Mały ogród, mały problem - myślała pani Felicja, zabierając się za urządzanie przestrzeni wokół domu. Była pewna, że sobie poradzi. Działka rzeczywiście jest niewielka, ponieważ liczy niespełna 700 m2. Pośrodku stoi parterowy dom, więc cały ogród to raptem trzy paski gruntu wokół budynku i kawałek podjazdu do garażu. Felicja Piątek z natury jest estetką. Lubi czystość i porządek - także w ogródku. Byle listek na tarasie wyprowadza ją z równowagi. Z roślin liściastych zrezygnowała więc bez żalu już na wstępie. Postanowiła umieścić wokół domu iglaki i rośliny zimozielone, które porządnie wyglądają przez cały rok i nie śmiecą. Tu posadziła kilka choinek, tam kawałek żywopłotu, a na tle ogrodzenia przy tarasie pięknie kwitnące rododendrony. Wszystko w równych rządkach. "Kupowała oczami", wybierając takie rośliny, które jej się najbardziej podobały. Marzenia o puszystym trawniku porzuciła od razu, by nie dokładać sobie pracy nieustannym koszeniem. Z ogrodem jednak ciągle coś było nie tak... Rododendrony i żywopłoty rosły marnie, z kolei płożące jałowce rozrastały się jak szalone. Ogród, chociaż zimozielony, wymagał nieustannej pracy - podlewania, nawożenia, odchwaszczania, przycinania. Po kilku sezonach pani Felicja była zawiedziona i zmęczona. - Nie jestem typem ogrodniczki - przyznaje gospodyni. - Lubię mieć ładnie w ogródku, ale zamiast gracowania i pielenia wolę posiedzieć z książką na tarasie albo poopalać się na leżaczku... Od kilku lat jestem już emerytką. Czasu mam teraz trochę więcej niż kiedyś, ale siły już nie te... A na działce ciągle jest coś do zrobienia!

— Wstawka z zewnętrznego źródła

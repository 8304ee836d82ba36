//! Dependency initialization and wiring for the relay.

use std::env;
use std::str::FromStr;
use std::time::Duration;

use monza_opensearch_sink::{OpenSearchDestination, SinkConfig};
use tracing::info;

use crate::RelayError;

/// Comma separated store endpoints.
pub const ENV_ADDRESSES: &str = "OPENSEARCH_ADDRESSES";
/// Maximum retries per bulk request.
pub const ENV_MAX_RETRIES: &str = "OPENSEARCH_MAX_RETRIES";
/// Concurrent bulk senders.
pub const ENV_NUM_WORKERS: &str = "OPENSEARCH_NUM_WORKERS";
/// Flush interval in milliseconds.
pub const ENV_FLUSH_INTERVAL_MS: &str = "OPENSEARCH_FLUSH_INTERVAL_MS";
/// Collection prefix.
pub const ENV_INDEX_PREFIX: &str = "OPENSEARCH_INDEX_PREFIX";
/// Hand-off channel capacity.
pub const ENV_CHANNEL_CAPACITY: &str = "MONZA_CHANNEL_CAPACITY";
/// Basic authentication username.
pub const ENV_USERNAME: &str = "OPENSEARCH_USERNAME";
/// Basic authentication password.
pub const ENV_PASSWORD: &str = "OPENSEARCH_PASSWORD";
/// Set to `true` to accept any server certificate.
pub const ENV_INSECURE_SKIP_VERIFY: &str = "OPENSEARCH_INSECURE_SKIP_VERIFY";

/// Container for all initialized dependencies.
pub struct Dependencies {
    /// The configured destination, not yet set up.
    pub destination: OpenSearchDestination,
}

impl Dependencies {
    /// Initialize all dependencies from environment variables.
    ///
    /// # Environment Variables
    ///
    /// - `OPENSEARCH_ADDRESSES`: Comma separated endpoints (default: http://localhost:9200)
    /// - `OPENSEARCH_MAX_RETRIES`: Retries per bulk request (default: 5)
    /// - `OPENSEARCH_NUM_WORKERS`: Concurrent bulk senders (default: 4)
    /// - `OPENSEARCH_FLUSH_INTERVAL_MS`: Flush interval (default: 1000)
    /// - `OPENSEARCH_INDEX_PREFIX`: Collection prefix (default: monza)
    /// - `MONZA_CHANNEL_CAPACITY`: Hand-off channel capacity (default: 1024)
    /// - `OPENSEARCH_USERNAME` / `OPENSEARCH_PASSWORD`: Basic authentication (default: none)
    /// - `OPENSEARCH_INSECURE_SKIP_VERIFY`: Skip certificate validation (default: false)
    ///
    /// # Returns
    ///
    /// * `Ok(Dependencies)` - Initialized dependencies
    /// * `Err(RelayError)` - If a variable holds an invalid value
    pub fn from_env() -> Result<Self, RelayError> {
        let config = sink_config_from(|key| env::var(key).ok())?;

        info!(
            addresses = ?config.addresses,
            num_workers = config.num_workers,
            flush_interval_ms = config.flush_interval.as_millis() as u64,
            prefix = %config.default_collection_prefix,
            authenticated = config.basic_auth.is_some(),
            "Initializing dependencies"
        );

        Ok(Self {
            destination: OpenSearchDestination::new(config),
        })
    }
}

/// Build a `SinkConfig` from a variable lookup, starting from the defaults.
pub fn sink_config_from<F>(lookup: F) -> Result<SinkConfig, RelayError>
where
    F: Fn(&str) -> Option<String>,
{
    let mut config = SinkConfig::default();

    if let Some(addresses) = lookup(ENV_ADDRESSES) {
        let addresses: Vec<String> = addresses
            .split(',')
            .map(str::trim)
            .filter(|a| !a.is_empty())
            .map(String::from)
            .collect();
        if addresses.is_empty() {
            return Err(RelayError::config(format!("{} is empty", ENV_ADDRESSES)));
        }
        config = config.with_addresses(addresses);
    }
    if let Some(retries) = parse(&lookup, ENV_MAX_RETRIES)? {
        config = config.with_max_retries(retries);
    }
    if let Some(workers) = parse(&lookup, ENV_NUM_WORKERS)? {
        config = config.with_num_workers(workers);
    }
    if let Some(millis) = parse(&lookup, ENV_FLUSH_INTERVAL_MS)? {
        config = config.with_flush_interval(Duration::from_millis(millis));
    }
    if let Some(prefix) = lookup(ENV_INDEX_PREFIX) {
        config = config.with_collection_prefix(prefix);
    }
    if let Some(capacity) = parse(&lookup, ENV_CHANNEL_CAPACITY)? {
        config = config.with_channel_capacity(capacity);
    }
    match (lookup(ENV_USERNAME), lookup(ENV_PASSWORD)) {
        (Some(username), Some(password)) => {
            config = config.with_basic_auth(username, password);
        }
        (None, None) => {}
        _ => {
            return Err(RelayError::config(format!(
                "{} and {} must be set together",
                ENV_USERNAME, ENV_PASSWORD
            )));
        }
    }
    if let Some(skip) = parse(&lookup, ENV_INSECURE_SKIP_VERIFY)? {
        config = config.with_skip_cert_validation(skip);
    }

    config
        .validate()
        .map_err(|e| RelayError::config(e.to_string()))?;
    Ok(config)
}

fn parse<F, T>(lookup: &F, key: &str) -> Result<Option<T>, RelayError>
where
    F: Fn(&str) -> Option<String>,
    T: FromStr,
    T::Err: std::fmt::Display,
{
    lookup(key)
        .map(|raw| {
            raw.trim()
                .parse()
                .map_err(|e| RelayError::config(format!("Invalid {} {:?}: {}", key, raw, e)))
        })
        .transpose()
}
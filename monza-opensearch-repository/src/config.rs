//! Configuration types for the OpenSearch client.

use std::fmt;
use std::time::Duration;

/// Default OpenSearch endpoint.
pub const DEFAULT_ADDRESS: &str = "http://localhost:9200";

/// Connection settings for the OpenSearch client.
#[derive(Debug, Clone, PartialEq, Eq)]
pub struct OpenSearchConfig {
    /// Endpoint URIs of the cluster nodes. Requests are spread round-robin.
    pub addresses: Vec<String>,
    /// Timeout applied to every HTTP request. `None` keeps the transport default.
    pub request_timeout: Option<Duration>,
    /// Basic authentication sent with every request.
    pub basic_auth: Option<BasicAuth>,
    /// Accept any server certificate on `https` addresses.
    pub skip_cert_validation: bool,
}

/// Username and password for HTTP basic authentication.
#[derive(Clone, PartialEq, Eq)]
pub struct BasicAuth {
    pub username: String,
    pub password: String,
}

impl BasicAuth {
    pub fn new(username: impl Into<String>, password: impl Into<String>) -> Self {
        Self {
            username: username.into(),
            password: password.into(),
        }
    }
}

// Keeps the password out of logs.
impl fmt::Debug for BasicAuth {
    fn fmt(&self, f: &mut fmt::Formatter<'_>) -> fmt::Result {
        f.debug_struct("BasicAuth")
            .field("username", &self.username)
            .field("password", &"***")
            .finish()
    }
}

impl Default for OpenSearchConfig {
    fn default() -> Self {
        Self {
            addresses: vec![DEFAULT_ADDRESS.to_string()],
            request_timeout: None,
            basic_auth: None,
            skip_cert_validation: false,
        }
    }
}

impl OpenSearchConfig {
    /// Create a config pointing at the given addresses.
    pub fn with_addresses<I, S>(addresses: I) -> Self
    where
        I: IntoIterator<Item = S>,
        S: Into<String>,
    {
        Self {
            addresses: addresses.into_iter().map(Into::into).collect(),
            ..Self::default()
        }
    }

    /// Set the request timeout.
    pub fn with_request_timeout(mut self, timeout: Duration) -> Self {
        self.request_timeout = Some(timeout);
        self
    }

    /// Authenticate every request with the given credentials.
    pub fn with_basic_auth(mut self, auth: BasicAuth) -> Self {
        self.basic_auth = Some(auth);
        self
    }

    /// Turn off server certificate validation.
    pub fn with_skip_cert_validation(mut self, skip: bool) -> Self {
        self.skip_cert_validation = skip;
        self
    }
}

#[cfg(test)]
mod tests {
    use super::*;

    #[test]
    fn test_debug_hides_password() {
        let config = OpenSearchConfig::default().with_basic_auth(BasicAuth::new("admin", "s3cret"));

        let rendered = format!("{:?}", config);

        assert!(rendered.contains("admin"));
        assert!(!rendered.contains("s3cret"));
    }
}
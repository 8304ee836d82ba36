//! Delivery failure reporting.
//!
//! `record` never returns an error. Embedding systems that need retries or
//! dead-lettering register a `FailureObserver` and receive every event the
//! destination could not deliver.

use std::fmt;

use monza_opensearch_repository::BulkFailure;
use monza_opensearch_shared::{EventId, ServiceId};
use tokio::sync::mpsc;

/// Why an event never reached the worker.
#[derive(Debug, Clone, Copy, PartialEq, Eq)]
pub enum DropReason {
    /// The hand-off channel was full under `OverflowPolicy::DropNewest`.
    ChannelFull,
    /// The hand-off channel stayed full past the overflow timeout.
    Timeout,
    /// The caller's token fired while waiting for room in the channel.
    Cancelled,
    /// `record` was called before a successful `setup`.
    NotStarted,
    /// `record` was called after `teardown`.
    ShutDown,
}

impl fmt::Display for DropReason {
    fn fmt(&self, f: &mut fmt::Formatter<'_>) -> fmt::Result {
        let reason = match self {
            Self::ChannelFull => "hand-off channel full",
            Self::Timeout => "timed out waiting for hand-off channel",
            Self::Cancelled => "cancelled while waiting for hand-off channel",
            Self::NotStarted => "destination not started",
            Self::ShutDown => "destination torn down",
        };
        f.write_str(reason)
    }
}

/// An event that was not delivered.
#[derive(Debug, Clone, PartialEq)]
pub enum DeliveryFailure {
    /// The document could not be handed to the bulk indexer.
    Submission {
        index: String,
        document_id: String,
        reason: String,
    },
    /// The store rejected the document, or its bulk request failed for good.
    Rejected(BulkFailure),
    /// The event was dropped before reaching the worker.
    Dropped {
        service_id: ServiceId,
        event_id: EventId,
        reason: DropReason,
    },
}

/// Receives every delivery failure of a destination.
///
/// Called from the worker and bulk indexer tasks, so implementations must not
/// block.
pub trait FailureObserver: Send + Sync {
    fn on_failure(&self, failure: DeliveryFailure);
}

impl FailureObserver for mpsc::UnboundedSender<DeliveryFailure> {
    fn on_failure(&self, failure: DeliveryFailure) {
        // The receiver going away only means nobody listens anymore.
        let _ = self.send(failure);
    }
}

/// Adapts a closure into a `FailureObserver`.
///
/// # Example
///
/// ```ignore
/// let destination = OpenSearchDestination::new(SinkConfig::default())
///     .with_observer(Arc::new(FnObserver(|failure| eprintln!("{:?}", failure))));
/// ```
pub struct FnObserver<F>(pub F);

impl<F> FailureObserver for FnObserver<F>
where
    F: Fn(DeliveryFailure) + Send + Sync,
{
    fn on_failure(&self, failure: DeliveryFailure) {
        (self.0)(failure)
    }
}

#[cfg(test)]
mod tests {
    use std::sync::{Arc, Mutex};

    use super::*;

    fn dropped() -> DeliveryFailure {
        DeliveryFailure::Dropped {
            service_id: ServiceId::new("svc-a"),
            event_id: EventId::new(7),
            reason: DropReason::ChannelFull,
        }
    }

    #[test]
    fn test_unbounded_sender_forwards_failures() {
        let (tx, mut rx) = mpsc::unbounded_channel();

        tx.on_failure(dropped());

        assert_eq!(rx.try_recv().unwrap(), dropped());
    }

    #[test]
    fn test_unbounded_sender_ignores_closed_receiver() {
        let (tx, rx) = mpsc::unbounded_channel();
        drop(rx);

        tx.on_failure(dropped());
    }

    #[test]
    fn test_fn_observer_calls_closure() {
        let seen = Arc::new(Mutex::new(Vec::new()));
        let sink = seen.clone();
        let observer = FnObserver(move |failure: DeliveryFailure| {
            sink.lock().unwrap().push(failure);
        });

        observer.on_failure(dropped());

        assert_eq!(seen.lock().unwrap().len(), 1);
    }

    #[test]
    fn test_drop_reason_display() {
        assert_eq!(DropReason::ShutDown.to_string(), "destination torn down");
    }
}
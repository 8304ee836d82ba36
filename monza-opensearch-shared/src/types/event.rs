//! Event envelope types.
//!
//! This module defines the unit of data handed from the monza pipeline to the
//! OpenSearch destination.

use std::fmt;

use chrono::Utc;
use serde::{Deserialize, Serialize};
use serde_json::Value;
use uuid::Uuid;

/// Identifier of an event.
///
/// Zero means "unset": the destination synthesizes a value before the event is
/// written so that every stored document carries a non-zero id.
#[derive(Debug, Clone, Copy, Default, PartialEq, Eq, Hash, PartialOrd, Ord, Serialize, Deserialize)]
#[serde(transparent)]
pub struct EventId(i64);

impl EventId {
    /// The unset id.
    pub const UNSET: EventId = EventId(0);

    /// Wrap a raw id.
    pub fn new(raw: i64) -> Self {
        Self(raw)
    }

    /// Raw integer value.
    pub fn get(self) -> i64 {
        self.0
    }

    /// Returns true if no id has been assigned yet.
    pub fn is_unset(self) -> bool {
        self.0 == 0
    }

    /// Synthesize a fresh, positive, non-zero id.
    ///
    /// 63 bits of a random v4 UUID are combined with the current unix time in
    /// seconds. Collisions between concurrently synthesized ids are as unlikely
    /// as a 63-bit random collision.
    pub fn synthesize() -> Self {
        loop {
            let (high, low) = Uuid::new_v4().as_u64_pair();
            let random = ((high ^ low) >> 1) as i64;
            let raw = random.wrapping_add(Utc::now().timestamp()) & i64::MAX;
            if raw != 0 {
                return Self(raw);
            }
        }
    }
}

impl From<i64> for EventId {
    fn from(raw: i64) -> Self {
        Self(raw)
    }
}

impl fmt::Display for EventId {
    fn fmt(&self, f: &mut fmt::Formatter<'_>) -> fmt::Result {
        write!(f, "{}", self.0)
    }
}

/// Opaque identifier of the service that produced an event.
#[derive(Debug, Clone, Default, PartialEq, Eq, Hash, Serialize, Deserialize)]
#[serde(transparent)]
pub struct ServiceId(String);

impl ServiceId {
    pub fn new(id: impl Into<String>) -> Self {
        Self(id.into())
    }

    pub fn as_str(&self) -> &str {
        &self.0
    }
}

impl From<&str> for ServiceId {
    fn from(id: &str) -> Self {
        Self(id.to_string())
    }
}

impl From<String> for ServiceId {
    fn from(id: String) -> Self {
        Self(id)
    }
}

impl fmt::Display for ServiceId {
    fn fmt(&self, f: &mut fmt::Formatter<'_>) -> fmt::Result {
        f.write_str(&self.0)
    }
}

/// An application event on its way to the search store.
///
/// The whole envelope is serialized as the document body.
///
/// # Example
///
/// ```
/// use monza_opensearch_shared::Event;
/// use serde_json::json;
///
/// let mut event = Event::new("billing", json!({"amount": 42}));
/// assert!(event.id.is_unset());
/// assert!(event.ensure_id());
/// assert!(!event.id.is_unset());
/// ```
#[derive(Debug, Clone, PartialEq, Serialize, Deserialize)]
pub struct Event {
    #[serde(default)]
    pub id: EventId,
    pub service_id: ServiceId,
    #[serde(default)]
    pub payload: Value,
}

impl Event {
    /// Create an event with an unset id.
    pub fn new(service_id: impl Into<ServiceId>, payload: Value) -> Self {
        Self {
            id: EventId::UNSET,
            service_id: service_id.into(),
            payload,
        }
    }

    /// Set an explicit id.
    pub fn with_id(mut self, id: impl Into<EventId>) -> Self {
        self.id = id.into();
        self
    }

    /// Assign a synthesized id if none is set.
    ///
    /// Returns true if an id was synthesized. Explicit ids are never replaced.
    pub fn ensure_id(&mut self) -> bool {
        if self.id.is_unset() {
            self.id = EventId::synthesize();
            true
        } else {
            false
        }
    }

    /// Serialize the envelope into the JSON document body.
    pub fn to_json(&self) -> Result<String, serde_json::Error> {
        serde_json::to_string(self)
    }
}
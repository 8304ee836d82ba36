//! This module defines the core data structures shared by the destination crates.
//! It re-exports the event envelope and the naming helpers.

pub mod event;
pub mod naming;

pub use event::{Event, EventId, ServiceId};
//! Counters kept by the bulk indexer.

use std::sync::atomic::{AtomicU64, Ordering};

/// Snapshot of the bulk indexer counters.
#[derive(Debug, Clone, Copy, Default, PartialEq, Eq)]
pub struct BulkIndexerStats {
    /// Items accepted by `add`.
    pub num_added: u64,
    /// Items handed to a bulk request, whatever the outcome.
    pub num_flushed: u64,
    /// Items the store acknowledged.
    pub num_indexed: u64,
    /// Items that were rejected or whose request failed for good.
    pub num_failed: u64,
    /// Bulk requests sent, retries included.
    pub num_requests: u64,
}

impl BulkIndexerStats {
    /// Items added but not yet flushed.
    pub fn pending(&self) -> u64 {
        self.num_added.saturating_sub(self.num_flushed)
    }
}

#[derive(Debug, Default)]
pub(crate) struct StatsCounters {
    pub(crate) added: AtomicU64,
    pub(crate) flushed: AtomicU64,
    pub(crate) indexed: AtomicU64,
    pub(crate) failed: AtomicU64,
    pub(crate) requests: AtomicU64,
}

impl StatsCounters {
    pub(crate) fn snapshot(&self) -> BulkIndexerStats {
        BulkIndexerStats {
            num_added: self.added.load(Ordering::Relaxed),
            num_flushed: self.flushed.load(Ordering::Relaxed),
            num_indexed: self.indexed.load(Ordering::Relaxed),
            num_failed: self.failed.load(Ordering::Relaxed),
            num_requests: self.requests.load(Ordering::Relaxed),
        }
    }
}
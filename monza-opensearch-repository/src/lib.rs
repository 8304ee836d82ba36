//! # Monza OpenSearch Repository
//!
//! This crate provides the bulk write side of the monza OpenSearch destination.
//! It includes the error type, the `BulkWriteClient` interface, a concrete
//! OpenSearch implementation over the `_bulk` API, the retry policy applied to
//! bulk requests, and the `BulkIndexer` that buffers documents and flushes them
//! from a pool of workers.

pub mod bulk_indexer;
pub mod config;
pub mod errors;
pub mod interfaces;
pub mod opensearch;
pub mod retry;
pub mod types;

pub use bulk_indexer::{BulkIndexer, BulkIndexerConfig, BulkIndexerStats, FailureHandler};
pub use config::{BasicAuth, OpenSearchConfig};
pub use errors::SearchError;
pub use interfaces::BulkWriteClient;
pub use opensearch::OpenSearchClient;
pub use retry::{RetryBackoff, RetryPolicy};
pub use types::{BulkAction, BulkFailure, BulkItem, BulkItemOutcome, BulkResponse};
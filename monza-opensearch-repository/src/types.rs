//! Request and response types for bulk write operations.

use serde::{Deserialize, Serialize};

/// Action performed for a bulk item.
#[derive(Debug, Clone, Copy, PartialEq, Eq, Default, Serialize, Deserialize)]
#[serde(rename_all = "lowercase")]
pub enum BulkAction {
    /// Create or replace the document with the given id.
    #[default]
    Index,
    /// Create the document, failing if it already exists.
    Create,
}

impl BulkAction {
    /// Name of the action in the bulk API.
    pub fn as_str(&self) -> &'static str {
        match self {
            BulkAction::Index => "index",
            BulkAction::Create => "create",
        }
    }
}

/// A single document submitted to the bulk API.
///
/// `body` holds the serialized JSON document. It must be a single line, which
/// `serde_json::to_string` guarantees.
#[derive(Debug, Clone, PartialEq, Eq)]
pub struct BulkItem {
    /// Destination collection (index) name.
    pub index: String,
    /// Bulk action, `index` for the destination.
    pub action: BulkAction,
    /// Document identifier within the collection.
    pub document_id: String,
    /// Serialized document body.
    pub body: String,
}

impl BulkItem {
    /// Create an `index` item.
    pub fn index(
        index: impl Into<String>,
        document_id: impl Into<String>,
        body: impl Into<String>,
    ) -> Self {
        Self {
            index: index.into(),
            action: BulkAction::Index,
            document_id: document_id.into(),
            body: body.into(),
        }
    }

    /// Approximate number of bytes this item adds to a bulk request body.
    ///
    /// Used by the bulk indexer's size-based flush trigger.
    pub fn encoded_len(&self) -> usize {
        // action line: {"index":{"_index":"..","_id":".."}}\n plus body\n
        self.action.as_str().len()
            + self.index.len()
            + self.document_id.len()
            + self.body.len()
            + 30
    }
}

/// Outcome of a single item inside a bulk response.
#[derive(Debug, Clone, PartialEq, Eq)]
pub struct BulkItemOutcome {
    pub index: String,
    pub document_id: String,
    /// HTTP-like status reported for the item.
    pub status: u16,
    /// Error reason if the item was rejected.
    pub error: Option<String>,
}

impl BulkItemOutcome {
    /// Returns true if the store accepted the item.
    pub fn is_success(&self) -> bool {
        self.error.is_none() && (200..300).contains(&self.status)
    }
}

/// Parsed response of a bulk request.
#[derive(Debug, Clone, Default, PartialEq, Eq)]
pub struct BulkResponse {
    /// Time the store spent on the request, in milliseconds.
    pub took: u64,
    /// Whether the store flagged any item as failed.
    pub errors: bool,
    /// Per-item outcomes, in request order.
    pub items: Vec<BulkItemOutcome>,
}

impl BulkResponse {
    /// Number of accepted items.
    pub fn succeeded(&self) -> usize {
        self.items.iter().filter(|item| item.is_success()).count()
    }

    /// Items the store rejected.
    pub fn failures(&self) -> impl Iterator<Item = &BulkItemOutcome> {
        self.items.iter().filter(|item| !item.is_success())
    }
}

/// A document that could not be written, as reported to failure handlers.
#[derive(Debug, Clone, PartialEq, Eq)]
pub struct BulkFailure {
    pub index: String,
    pub document_id: String,
    /// Item or request status, if the store answered at all.
    pub status: Option<u16>,
    pub reason: String,
}

#[cfg(test)]
mod tests {
    use super::*;

    #[test]
    fn test_item_outcome_success() {
        let ok = BulkItemOutcome {
            index: "svc-a-monza-2024-01-01".to_string(),
            document_id: "doc-1".to_string(),
            status: 201,
            error: None,
        };
        let rejected = BulkItemOutcome {
            status: 400,
            error: Some("mapper_parsing_exception".to_string()),
            ..ok.clone()
        };

        assert!(ok.is_success());
        assert!(!rejected.is_success());

        let response = BulkResponse {
            took: 3,
            errors: true,
            items: vec![ok, rejected],
        };
        assert_eq!(response.succeeded(), 1);
        assert_eq!(response.failures().count(), 1);
    }

    #[test]
    fn test_encoded_len_grows_with_body() {
        let small = BulkItem::index("idx", "doc-1", "{}");
        let large = BulkItem::index("idx", "doc-1", "{\"payload\":\"0123456789\"}");

        assert!(large.encoded_len() > small.encoded_len());
        assert_eq!(small.action, BulkAction::Index);
    }
}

Na zdjęciu powyżej: Lustrzany panel, w którym odbija się kaskada, widoczny jest przez okna salonu. Obok lustra rośnie dereń kousa (Cornus cousa), gatunek pochodzący z Dalekiego Wschodu.
Projektant zieleni
Niezadowolona z wyglądu ogrodu, ale przede wszystkim zmęczona wysiłkami wkładanymi w jego urządzanie i pielęgnację pani Felicja postanowiła zwrócić się o pomoc do projektanta zieleni Piotra Sławińskiego. Od słowa do słowa zaczęła powstawać koncepcja ogrodu o zupełnie innym charakterze. Zmiany zaproponowane przez projektanta początkowo wydały się właścicielce trochę szokujące. Wszędzie dużo białego żwiru, zamiast żywopłotu - podświetlane panele osłaniające ogród przed wzrokiem ciekawskich przechodniów, rośliny posadzone w drewnianych donicach zamiast zwyczajnie w gruncie... Upłynęło sporo czasu, zanim właścicielka przekonała się do nowej wizji. Niezwykle kusząca była perspektywa założenia automatycznej instalacji nawadniającej, co miało wyeliminować uciążliwy problem podlewania roślin. - Na tle białego żwiru rośliny będą wyglądać pięknie - uznała pani Felicja. I dała projektantowi zielone światło.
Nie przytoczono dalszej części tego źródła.